I was just about to put my toothbrush into my mouth, but luckily, I always run it under the water before I apply the toothpaste. A BROWN RECLUSE CRAWLED OUT OF THE BRISTLES!!!

I can imagine this in high-budget, arthouse horror cinematic detail. I even heard a creepy violin score while I read it. I don't hate spiders at all, in fact, I think they are really quite beautiful, but wishing to avoid a brown recluse is downright reasonable. Venom from their bites cause can necrosis, which is the death of body tissue. This doesn't happen from every or even most brown recluse bites, but again, I am empathetic to the fear of it.
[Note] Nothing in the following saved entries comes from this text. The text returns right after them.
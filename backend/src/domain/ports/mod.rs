//! Domain ports and supporting types for the hexagonal boundary.
//!
//! Driven ports (repositories, mailer, hasher) are implemented by outbound
//! adapters; driving ports are what inbound adapters call.

mod macros;
pub(crate) use macros::define_port_error;

mod admin_repository;
mod contact_command;
mod contact_submission_repository;
mod credential_hasher;
mod directory_admin;
mod employee_repository;
mod login_service;
mod mailer;
mod notification_command;
mod notification_query;
mod notification_repository;
mod profile_command;
mod profile_query;
mod session_query;
mod signup_service;
mod teacher_profile_repository;

#[cfg(test)]
pub use admin_repository::MockAdminRepository;
pub use admin_repository::{AdminRepository, AdminRepositoryError, FixtureAdminRepository};
pub use contact_command::ContactCommand;
#[cfg(test)]
pub use contact_command::MockContactCommand;
#[cfg(test)]
pub use contact_submission_repository::MockContactSubmissionRepository;
pub use contact_submission_repository::{
    ContactSubmissionRepository, ContactSubmissionRepositoryError,
    FixtureContactSubmissionRepository,
};
#[cfg(test)]
pub use credential_hasher::MockCredentialHasher;
pub use credential_hasher::{CredentialHasher, CredentialHasherError};
#[cfg(test)]
pub use directory_admin::MockDirectoryAdmin;
pub use directory_admin::{DirectoryAdmin, DirectoryEntry, NewEmployee};
#[cfg(test)]
pub use employee_repository::MockEmployeeRepository;
pub use employee_repository::{
    EmployeeRepository, EmployeeRepositoryError, FixtureEmployeeRepository, NewEmployeeRecord,
};
pub use login_service::LoginService;
#[cfg(test)]
pub use login_service::MockLoginService;
#[cfg(test)]
pub use mailer::MockMailer;
pub use mailer::{FixtureMailer, Mailer, MailerError, OutboundEmail};
#[cfg(test)]
pub use notification_command::MockNotificationCommand;
pub use notification_command::NotificationCommand;
#[cfg(test)]
pub use notification_query::MockNotificationQuery;
pub use notification_query::{NotificationInbox, NotificationQuery};
#[cfg(test)]
pub use notification_repository::MockNotificationRepository;
pub use notification_repository::{
    FixtureNotificationRepository, NotificationRepository, NotificationRepositoryError,
};
#[cfg(test)]
pub use profile_command::MockProfileCommand;
pub use profile_command::ProfileCommand;
#[cfg(test)]
pub use profile_query::MockProfileQuery;
pub use profile_query::{ProfileQuery, ProfileView};
#[cfg(test)]
pub use session_query::MockSessionQuery;
pub use session_query::{SessionQuery, SessionSummary};
#[cfg(test)]
pub use signup_service::MockSignupService;
pub use signup_service::SignupService;
#[cfg(test)]
pub use teacher_profile_repository::MockTeacherProfileRepository;
pub use teacher_profile_repository::{
    FixtureTeacherProfileRepository, TeacherProfileRepository, TeacherProfileRepositoryError,
};
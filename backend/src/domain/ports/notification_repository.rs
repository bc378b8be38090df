//! Port for notification persistence.

use async_trait::async_trait;
use uuid::Uuid;

use crate::domain::{EmployeeId, Notification};

use super::define_port_error;

define_port_error! {
    /// Errors raised by notification repository adapters.
    pub enum NotificationRepositoryError {
        /// Repository connection could not be established.
        Connection { message: String } =>
            "notification repository connection failed: {message}",
        /// Query or mutation failed during execution.
        Query { message: String } =>
            "notification repository query failed: {message}",
    }
}

#[cfg_attr(test, mockall::automock)]
#[async_trait]
pub trait NotificationRepository: Send + Sync {
    /// Insert all rows in one statement; either every row lands or none.
    async fn insert_many(
        &self,
        notifications: &[Notification],
    ) -> Result<(), NotificationRepositoryError>;

    /// Notifications for `recipient_id`, newest first.
    async fn list_for_recipient(
        &self,
        recipient_id: &EmployeeId,
    ) -> Result<Vec<Notification>, NotificationRepositoryError>;

    async fn unread_count(&self, recipient_id: &EmployeeId)
    -> Result<u64, NotificationRepositoryError>;

    /// Flag a notification as read. Only matches rows addressed to
    /// `recipient_id`; returns `false` when nothing matched.
    async fn mark_read(
        &self,
        recipient_id: &EmployeeId,
        notification_id: Uuid,
    ) -> Result<bool, NotificationRepositoryError>;
}

/// Fixture implementation with an always-empty inbox.
#[derive(Debug, Default, Clone, Copy)]
pub struct FixtureNotificationRepository;

#[async_trait]
impl NotificationRepository for FixtureNotificationRepository {
    async fn insert_many(
        &self,
        _notifications: &[Notification],
    ) -> Result<(), NotificationRepositoryError> {
        Ok(())
    }

    async fn list_for_recipient(
        &self,
        _recipient_id: &EmployeeId,
    ) -> Result<Vec<Notification>, NotificationRepositoryError> {
        Ok(Vec::new())
    }

    async fn unread_count(
        &self,
        _recipient_id: &EmployeeId,
    ) -> Result<u64, NotificationRepositoryError> {
        Ok(0)
    }

    async fn mark_read(
        &self,
        _recipient_id: &EmployeeId,
        _notification_id: Uuid,
    ) -> Result<bool, NotificationRepositoryError> {
        Ok(false)
    }
}
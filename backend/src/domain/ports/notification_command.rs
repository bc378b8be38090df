//! Driving port for sending and acknowledging notifications.

use async_trait::async_trait;
use uuid::Uuid;

use crate::domain::{EmployeeId, Error, SendNotification, SendNotificationOutcome};

#[cfg_attr(test, mockall::automock)]
#[async_trait]
pub trait NotificationCommand: Send + Sync {
    /// Admin only. Rows are authoritative; emails are best-effort.
    async fn send(
        &self,
        sender: &EmployeeId,
        request: SendNotification,
    ) -> Result<SendNotificationOutcome, Error>;

    /// Flag a notification as read. Unknown or foreign ids yield `not_found`.
    async fn mark_read(&self, recipient: &EmployeeId, notification_id: Uuid) -> Result<(), Error>;
}
//! Backend entry-point: loads configuration, prepares stores and serves the API.
#![cfg_attr(not(any(test, doctest)), deny(clippy::unwrap_used))]
#![cfg_attr(not(any(test, doctest)), deny(clippy::expect_used))]

mod server;

use std::ffi::OsString;

use actix_web::web;
#[cfg(feature = "metrics")]
use actix_web_prom::PrometheusMetricsBuilder;
use color_eyre::eyre::{Context, Result, eyre};
use mockable::DefaultEnv;
use ortho_config::OrthoConfig;
use reqwest::Url;
use tracing::{info, warn};
use tracing_subscriber::{EnvFilter, fmt};

use backend::inbound::http::health::HealthState;
use backend::inbound::http::session_config::{BuildMode, session_settings_from_env};
use backend::outbound::mail::HttpMailerConfig;
use backend::outbound::persistence::{DbPool, PoolConfig, run_pending_migrations};
use backend::settings::AppSettings;
use server::{ServerConfig, create_server};

/// Application bootstrap.
#[actix_web::main]
async fn main() -> Result<()> {
    color_eyre::install()?;
    if let Err(e) = fmt()
        .with_env_filter(EnvFilter::from_default_env())
        .json()
        .try_init()
    {
        warn!(error = %e, "tracing init failed");
    }

    let settings = load_settings(std::env::args_os())?;
    let session = session_settings_from_env(&DefaultEnv::new(), BuildMode::from_debug_assertions())
        .wrap_err("session configuration")?;

    let mut config = ServerConfig::new(session, settings.bind_addr(), settings.contact_inbox());

    if let Some(database_url) = settings.database_url() {
        if settings.run_migrations {
            apply_migrations(database_url.to_owned()).await?;
        }
        let pool = DbPool::new(
            PoolConfig::new(database_url)
                .with_max_size(settings.db_max_connections())
                .with_connection_timeout(settings.db_connection_timeout()),
        )
        .await
        .wrap_err("create database pool")?;
        config = config.with_db_pool(pool);
    }

    if let Some(mailer) = mailer_config(&settings)? {
        config = config.with_mailer(mailer);
    }

    #[cfg(feature = "metrics")]
    {
        config = config.with_metrics(make_metrics());
    }

    let bind_addr = settings.bind_addr();
    let health_state = web::Data::new(HealthState::new());
    let server = create_server(health_state, config).wrap_err("start HTTP server")?;
    info!(%bind_addr, "faculty directory listening");
    server.await.wrap_err("serve HTTP")
}

/// Merge CLI arguments, `FACULTY_*` environment variables and config files.
fn load_settings<I>(args: I) -> Result<AppSettings>
where
    I: IntoIterator,
    I::Item: Into<OsString> + Clone,
{
    AppSettings::load_from_iter(args).map_err(|err| eyre!("load configuration: {err}"))
}

async fn apply_migrations(database_url: String) -> Result<()> {
    let applied = tokio::task::spawn_blocking(move || run_pending_migrations(&database_url))
        .await
        .map_err(|err| eyre!("migration task failed: {err}"))?
        .wrap_err("apply migrations")?;
    info!(applied, "database migrations applied");
    Ok(())
}

fn mailer_config(settings: &AppSettings) -> Result<Option<HttpMailerConfig>> {
    let Some(raw) = settings.mail_api_url() else {
        return Ok(None);
    };
    let endpoint = Url::parse(raw).wrap_err_with(|| format!("invalid mail API URL {raw:?}"))?;
    Ok(Some(HttpMailerConfig {
        endpoint,
        api_key: settings.mail_api_key().to_owned(),
        from: settings.mail_from().to_owned(),
        timeout: settings.mail_timeout(),
    }))
}

#[cfg(feature = "metrics")]
fn make_metrics() -> Option<actix_web_prom::PrometheusMetrics> {
    match PrometheusMetricsBuilder::new("faculty")
        .endpoint("/metrics")
        .build()
    {
        Ok(metrics) => Some(metrics),
        Err(err) => {
            warn!(error = %err, "Prometheus metrics disabled");
            None
        }
    }
}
The bad news is that Lubbock is situated well within the geographic range in which brown recluse spiders reside. It would be impossible to completely brown recluse- proof your house. These spiders love dark, secluded places like, "the back of cabinets, storage closets, crevices, and basements." However, you can limit the appeal of your house by eliminating excess cardboard, which reminds them of their favorite outdoor habitat, rotting wood. Moving stored items from cardboard boxes to plastic tubs may be a good idea. Sealing cracks can also help, in addition to removing nearby outdoor wellsprings for spiders like piles of wood. Vacuuming and dusting regularly is also recommended.

Of course, you can do all that and still end up with a brown recluse. Remember, brown recluse spiders are often misidentified, so don't panic. If its just one, I'd squish it (engage at your own risk) or if I was feeling really brave I'd relocate it (again, at your own risk/peril). If you think that your house is infested with multiple brown recluse spiders, you can use sticky spider traps and/or diatomaceous earth for a non-toxic response. Commercial spider killers are available, but honestly at that point I personally would call in a professional. I'd rather an expert handle toxic chemicals on my behalf.

Spiders are shy, solidary critters whose benefits almost always outweigh their harm, but I'm certainly not asking you to co-exist with a venomous one in your home.